• DATASET:
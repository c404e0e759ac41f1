//! [`Instruction`]: a decoded opcode word plus its resolved argument values.

use std::collections::BTreeMap;

use crate::catalogue::{self, OpDef};
use crate::error::{CoreError, CoreResult};

/// One decoded instruction: the catalogue entry it resolved to, the raw
/// opcode word it was decoded from, any format-mandated or addressing-mode
/// extension words, and the named argument values extracted from those
/// words.
///
/// Built by [`crate::decode::decode`] from a fetched opcode word, or by
/// [`Instruction::from_mnemonic`] when assembling one programmatically (used
/// by tests and by [`crate::decode::encode`]'s round-trip partner).
#[derive(Debug, Clone, PartialEq, Eq)]
pub struct Instruction {
    op: &'static OpDef,
    /// The opcode word exactly as fetched (argument bits included).
    effective_opcode: u16,
    /// Format-mandated second opcode word, if `op.extension` calls for one
    /// and this instruction has not yet had it attached (decode attaches it
    /// right after resolving the opcode against the catalogue).
    second_opcode_word: Option<u16>,
    /// Named argument field values, keyed by [`crate::catalogue::Field::name`].
    params: BTreeMap<&'static str, u16>,
}

impl Instruction {
    /// Build an instruction from a fetched opcode word. Extracts every
    /// argument field declared on the resolved [`OpDef`] but does not yet
    /// resolve addressing-mode extension words -- that is the decoder's
    /// job, not this constructor's.
    pub fn from_opcode(effective_opcode: u16) -> CoreResult<Self> {
        let op = catalogue::get_by_opcode(effective_opcode)?;
        let mut params = BTreeMap::new();
        for field in op.args {
            let shift = 16u32
                .checked_sub(field.bit_offset as u32 + field.bit_width as u32)
                .ok_or_else(|| CoreError::CoreBug(format!("field {} overruns the word", field.name)))?;
            let mask = (1u16 << field.bit_width) - 1;
            params.insert(field.name, (effective_opcode >> shift) & mask);
        }
        Ok(Self {
            op,
            effective_opcode,
            second_opcode_word: None,
            params,
        })
    }

    /// Build an instruction by mnemonic name and explicit named argument
    /// values, packing them into a fresh opcode word. Used by assemblers
    /// (tests, [`crate::decode::encode`]'s callers) rather than the fetch
    /// path.
    pub fn from_mnemonic(name: &str, params: BTreeMap<&'static str, u16>) -> CoreResult<Self> {
        let op = catalogue::get_by_name(name)?;
        let mut word = op.opcode;
        for field in op.args {
            let value = *params.get(field.name).unwrap_or(&0);
            let shift = 16u32
                .checked_sub(field.bit_offset as u32 + field.bit_width as u32)
                .ok_or_else(|| CoreError::CoreBug(format!("field {} overruns the word", field.name)))?;
            word |= (value & ((1u16 << field.bit_width) - 1)) << shift;
        }
        Ok(Self {
            op,
            effective_opcode: word,
            second_opcode_word: None,
            params,
        })
    }

    /// The catalogue entry this instruction resolved to.
    pub fn opcode_info(&self) -> &'static OpDef {
        self.op
    }

    /// The opcode word as fetched, argument bits included.
    pub const fn effective_opcode(&self) -> u16 {
        self.effective_opcode
    }

    /// The format-mandated second opcode word, if attached.
    pub const fn second_opcode_word(&self) -> Option<u16> {
        self.second_opcode_word
    }

    /// Attach the format-mandated second opcode word (the immediate value
    /// for format 8, a second opcode word for the reserved two-word shape).
    pub fn set_second_opcode_word(&mut self, word: u16) {
        self.second_opcode_word = Some(word);
    }

    /// The value of the one format-mandated immediate word (format 8),
    /// if this instruction carries one.
    pub fn immediate_value(&self) -> Option<u16> {
        self.second_opcode_word
    }

    /// Named argument field value, or `0` if the field is not present on
    /// this instruction's format.
    pub fn param(&self, name: &str) -> u16 {
        *self.params.get(name).unwrap_or(&0)
    }

    /// Record an addressing-mode extension-word value (`"s_ext"`/`"d_ext"`)
    /// resolved during decode. Not a declared format field, so it is kept
    /// separate from `args_bit_width` accounting.
    pub fn set_extension_param(&mut self, name: &'static str, value: u16) {
        self.params.insert(name, value);
    }

    /// All named argument field values.
    pub fn params(&self) -> &BTreeMap<&'static str, u16> {
        &self.params
    }

    /// `true` iff every field this instruction's format declares has
    /// resolved and, if the format mandates an extension word, it has been
    /// attached. Checked by the decoder before handing the instruction to
    /// the execution pipeline.
    pub fn is_finalized(&self) -> bool {
        let needs_extension = !matches!(self.op.extension, crate::catalogue::ExtensionWords::None);
        !needs_extension || self.second_opcode_word.is_some()
    }
}

#[cfg(test)]
mod tests {
    use super::*;

    #[test]
    fn from_opcode_extracts_format_1_fields() {
        // MOV R3,R5: MOV base 0xC000, td=0 (register), d=5, ts=0, s=3.
        let word = 0xC000 | (5 << 6) | 3;
        let instr = Instruction::from_opcode(word).unwrap();
        assert_eq!(instr.opcode_info().mnemonic, crate::catalogue::Mnemonic::Mov);
        assert_eq!(instr.param("d"), 5);
        assert_eq!(instr.param("s"), 3);
        assert_eq!(instr.param("td"), 0);
        assert_eq!(instr.param("ts"), 0);
    }

    #[test]
    fn from_mnemonic_packs_fields_back_into_the_same_word() {
        let word = 0xC000 | (5 << 6) | 3;
        let mut params = BTreeMap::new();
        params.insert("d", 5);
        params.insert("s", 3);
        let instr = Instruction::from_mnemonic("MOV", params).unwrap();
        assert_eq!(instr.effective_opcode(), word);
    }

    #[test]
    fn format_8_instruction_is_not_finalized_until_the_immediate_word_is_attached() {
        let mut params = BTreeMap::new();
        params.insert("d", 0);
        let mut instr = Instruction::from_mnemonic("LI", params).unwrap();
        assert!(!instr.is_finalized());
        instr.set_second_opcode_word(0x0042);
        assert!(instr.is_finalized());
        assert_eq!(instr.immediate_value(), Some(0x0042));
    }
}
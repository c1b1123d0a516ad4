pub mod memory;
pub mod outcome;
pub mod processor;
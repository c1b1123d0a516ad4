use std::io::{self, Write};

use crate::memory::{Byte, Word};

/// Character source for the `in` instruction.
///
/// Once a read starts the source must be able to deliver the rest of the line
/// (up to and including the newline) without asking again.
pub trait Input {
    /// The next character, or `None` if reading is not supported
    fn read_char(&mut self) -> Option<Byte>;
}

/// Input source that never delivers; every `in` faults
#[derive(Debug, Clone, Copy, PartialEq, Eq, Default)]
pub struct Unimplemented;

impl Input for Unimplemented {
    fn read_char(&mut self) -> Option<Byte> {
        None
    }
}

/// Append-only buffer filled by `out`
#[derive(Debug, Clone, PartialEq, Eq, Hash, Default)]
pub struct Output {
    buffer: Vec<Byte>,
}

impl Output {
    /// Appends the low byte of `value`
    pub fn push(&mut self, value: Word) {
        self.buffer.push((value & 0xFF) as Byte);
    }

    pub fn as_bytes(&self) -> &[Byte] {
        &self.buffer
    }

    pub fn is_empty(&self) -> bool {
        self.buffer.is_empty()
    }

    /// Writes the buffered bytes to `writer` and empties the buffer
    pub fn flush<W: Write>(&mut self, writer: &mut W) -> io::Result<()> {
        writer.write_all(&self.buffer)?;
        writer.flush()?;
        self.buffer.clear();
        Ok(())
    }
}

#[cfg(test)]
mod tests {
    use super::*;
    use color_eyre::eyre::Result;

    #[test]
    fn low_byte() {
        let mut output = Output::default();
        output.push(0x41);
        output.push(0x0142);

        assert_eq!(output.as_bytes(), b"AB");
    }

    #[test]
    fn flush_once() -> Result<()> {
        let mut output = Output::default();
        output.push(b'h' as Word);
        output.push(b'i' as Word);

        let mut sink = Vec::new();
        output.flush(&mut sink)?;
        output.flush(&mut sink)?;

        assert_eq!(sink, b"hi");
        assert!(output.is_empty());

        Ok(())
    }

    #[test]
    fn unimplemented_input() {
        assert_eq!(Unimplemented.read_char(), None);
    }
}
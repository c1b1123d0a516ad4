//! Operand resolution.
//!
//! Raw words `0..=32767` are literals, `32768..=32775` name the registers
//! `r0..=r7`. Values are resolved through [`Resolver::value`], destinations
//! through [`Resolver::register`].

use std::fmt;

use crate::memory::{Memory, Word};
use crate::outcome::Fault;

/// First raw word that names a register. Also the arithmetic modulus.
pub const REGISTER_BASE: Word = 0x8000;
pub const REGISTER_COUNT: usize = 8;

pub const R0: Word = REGISTER_BASE;
pub const R1: Word = REGISTER_BASE + 1;
pub const R2: Word = REGISTER_BASE + 2;
pub const R3: Word = REGISTER_BASE + 3;
pub const R4: Word = REGISTER_BASE + 4;
pub const R5: Word = REGISTER_BASE + 5;
pub const R6: Word = REGISTER_BASE + 6;
pub const R7: Word = REGISTER_BASE + 7;

/// Index of one of the eight registers
#[derive(Debug, Clone, Copy, PartialEq, Eq, PartialOrd, Ord, Hash)]
pub struct Register(u8);

impl Register {
    pub fn new(index: u8) -> Option<Self> {
        if (index as usize) < REGISTER_COUNT {
            Some(Self(index))
        } else {
            None
        }
    }

    /// Address resolution: the raw word modulo 32768 taken as register index
    pub fn from_raw(raw: Word) -> Option<Self> {
        let index = raw % REGISTER_BASE;
        if (index as usize) < REGISTER_COUNT {
            Some(Self(index as u8))
        } else {
            None
        }
    }

    pub fn index(self) -> usize {
        self.0 as usize
    }
}

impl fmt::Display for Register {
    fn fmt(&self, f: &mut fmt::Formatter<'_>) -> fmt::Result {
        write!(f, "r{}", self.0)
    }
}

/// A raw operand word, tagged
#[derive(Debug, Clone, Copy, PartialEq, Eq, Hash)]
pub enum Operand {
    Literal(Word),
    Register(Register),
}

impl Operand {
    /// Words above the register range are malformed and pass through as literals.
    pub fn from_raw(raw: Word) -> Self {
        match raw.checked_sub(REGISTER_BASE) {
            Some(index) if (index as usize) < REGISTER_COUNT => {
                Operand::Register(Register(index as u8))
            }
            _ => Operand::Literal(raw),
        }
    }

    pub fn resolve(self, registers: &Registers) -> Word {
        match self {
            Operand::Literal(value) => value,
            Operand::Register(register) => registers.get(register),
        }
    }
}

impl fmt::Display for Operand {
    fn fmt(&self, f: &mut fmt::Formatter<'_>) -> fmt::Result {
        match self {
            Operand::Literal(value) => write!(f, "{}", value),
            Operand::Register(register) => write!(f, "{}", register),
        }
    }
}

/// The register file
#[derive(Debug, Clone, Copy, PartialEq, Eq, Hash, Default)]
pub struct Registers([Word; REGISTER_COUNT]);

impl Registers {
    pub fn get(&self, register: Register) -> Word {
        self.0[register.index()]
    }

    pub fn set(&mut self, register: Register, value: Word) {
        self.0[register.index()] = value;
    }

    pub fn as_slice(&self) -> &[Word] {
        &self.0
    }
}

/// Reads operands one word at a time, starting at `pointer`
#[derive(Debug)]
pub struct Resolver<'a, const S: usize> {
    memory: &'a Memory<S>,
    registers: &'a Registers,
    pointer: usize,
}

impl<'a, const S: usize> Resolver<'a, S> {
    pub fn new(memory: &'a Memory<S>, registers: &'a Registers, pointer: usize) -> Self {
        Self {
            memory,
            registers,
            pointer,
        }
    }

    /// Address of the next word to be read
    pub fn pointer(&self) -> usize {
        self.pointer
    }

    /// Reads the raw word at the pointer and advances past it
    pub fn fetch(&mut self) -> Result<Word, Fault> {
        let raw = self
            .memory
            .read_word(self.pointer)
            .ok_or(Fault::PointerExhausted {
                pointer: self.pointer,
            })?;
        self.pointer += 1;
        Ok(raw)
    }

    /// Value resolution
    pub fn value(&mut self) -> Result<Word, Fault> {
        Ok(Operand::from_raw(self.fetch()?).resolve(self.registers))
    }

    /// Address resolution, for destination operands
    pub fn register(&mut self) -> Result<Register, Fault> {
        let address = self.pointer;
        let raw = self.fetch()?;
        Register::from_raw(raw).ok_or(Fault::InvalidRegister { raw, address })
    }
}

#[cfg(test)]
mod tests {
    use crate::memory::StdMem;
    use crate::write_words;

    use super::*;
    use color_eyre::eyre::Result;

    #[test]
    fn tag_operands() {
        assert_eq!(Operand::from_raw(0), Operand::Literal(0));
        assert_eq!(Operand::from_raw(32767), Operand::Literal(32767));
        assert_eq!(Operand::from_raw(R0), Operand::Register(Register(0)));
        assert_eq!(Operand::from_raw(R7), Operand::Register(Register(7)));
        assert_eq!(Operand::from_raw(32776), Operand::Literal(32776));
        assert_eq!(Operand::from_raw(0xFFFF), Operand::Literal(0xFFFF));
    }

    #[test]
    fn destination_registers() {
        assert_eq!(Register::from_raw(R3), Some(Register(3)));
        assert_eq!(Register::from_raw(3), Some(Register(3)));
        assert_eq!(Register::from_raw(R7 + 1), None);
        assert_eq!(Register::new(8), None);
    }

    #[test]
    fn resolve_values() -> Result<()> {
        let mut mem = StdMem::default();
        let mut registers = Registers::default();
        registers.set(Register(2), 1234);
        write_words!(mem : 10 => 42, R2, R2);

        let mut resolver = Resolver::new(&mem, &registers, 10);
        assert_eq!(resolver.value()?, 42);
        assert_eq!(resolver.value()?, 1234);
        assert_eq!(resolver.register()?, Register(2));
        assert_eq!(resolver.pointer(), 13);

        Ok(())
    }

    #[test]
    fn resolve_invalid_register() {
        let mut mem = StdMem::default();
        let registers = Registers::default();
        write_words!(mem : 0 => R7 + 1);

        let mut resolver = Resolver::new(&mem, &registers, 0);
        assert_eq!(
            resolver.register(),
            Err(Fault::InvalidRegister {
                raw: R7 + 1,
                address: 0
            })
        );
    }

    #[test]
    fn resolve_past_memory() {
        let mem = StdMem::default();
        let registers = Registers::default();

        let mut resolver = Resolver::new(&mem, &registers, 32768);
        assert_eq!(
            resolver.value(),
            Err(Fault::PointerExhausted { pointer: 32768 })
        );
    }

    #[test]
    fn display() {
        assert_eq!(Operand::from_raw(R5).to_string(), "r5");
        assert_eq!(Operand::from_raw(65).to_string(), "65");
    }
}
use std::fmt;

pub mod image;

pub type Byte = u8; // 1 byte
pub type Word = u16; // 2 bytes

/// Number of addressable words (15 bit address space)
pub const MEMORY_SIZE: usize = 0x8000;

/// Default memory
pub type StdMem = Memory<MEMORY_SIZE>;

/// Emulates the word addressed memory the program lives in
#[derive(Clone, PartialEq, Eq, Hash)]
pub struct Memory<const S: usize> {
    /// The actual data of the memory
    pub data: Box<[Word]>,
}

impl<const S: usize> Default for Memory<S> {
    /// Initializes the memory with zeroes
    fn default() -> Self {
        Memory {
            data: vec![0; S].into_boxed_slice(),
        }
    }
}

impl<const S: usize> fmt::Debug for Memory<S> {
    fn fmt(&self, f: &mut fmt::Formatter<'_>) -> fmt::Result {
        f.debug_struct("Memory")
            .field("size", &S)
            .field("used", &self.used())
            .finish()
    }
}

impl<const S: usize> Memory<S> {
    /// Number of addressable words
    pub const fn size(&self) -> usize {
        S
    }

    /// Reads a word, `None` if `position` is outside of the memory
    pub fn read_word(&self, position: usize) -> Option<Word> {
        self.data.get(position).copied()
    }

    /// Writes a word. Returns `None` if `position` is outside of the memory.
    pub fn write_word(&mut self, position: usize, value: Word) -> Option<()> {
        let cell = self.data.get_mut(position)?;
        *cell = value;
        Some(())
    }

    /// Writes an array of words to the memory
    ///
    /// # Panics
    ///
    /// Panics if the array does not fit behind `position`.
    pub fn write_array(&mut self, position: usize, data: &[Word]) {
        self.data[position..position + data.len()].copy_from_slice(data);
    }

    /// Length of the populated region, up to and including the last non zero word
    pub fn used(&self) -> usize {
        self.data
            .iter()
            .rposition(|&word| word != 0)
            .map_or(0, |last| last + 1)
    }
}

/// Writes a block of words directly into the memory
#[macro_export]
macro_rules! write_words {
    ( $mem:ident : $pos:expr => $( $word:expr ),+ $(,)? ) => {
        $mem.write_array($pos, &[
            $(
                $word as $crate::memory::Word,
            )+
        ]);
    };
}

• EXERCISE GOAL:
Once you find the line with "#[derive(Debug, Clone, PartialEq, Eq)]" above, print it and every line after it up to and including the line with "calls for one", exactly as written and nothing else.

• YOUR RESPONSE:
#[derive(Debug, Clone, PartialEq, Eq)]
pub struct Instruction {
    op: &'static OpDef,
    /// The opcode word exactly as fetched (argument bits included).
    effective_opcode: u16,
    /// Format-mandated second opcode word, if `op.extension` calls for one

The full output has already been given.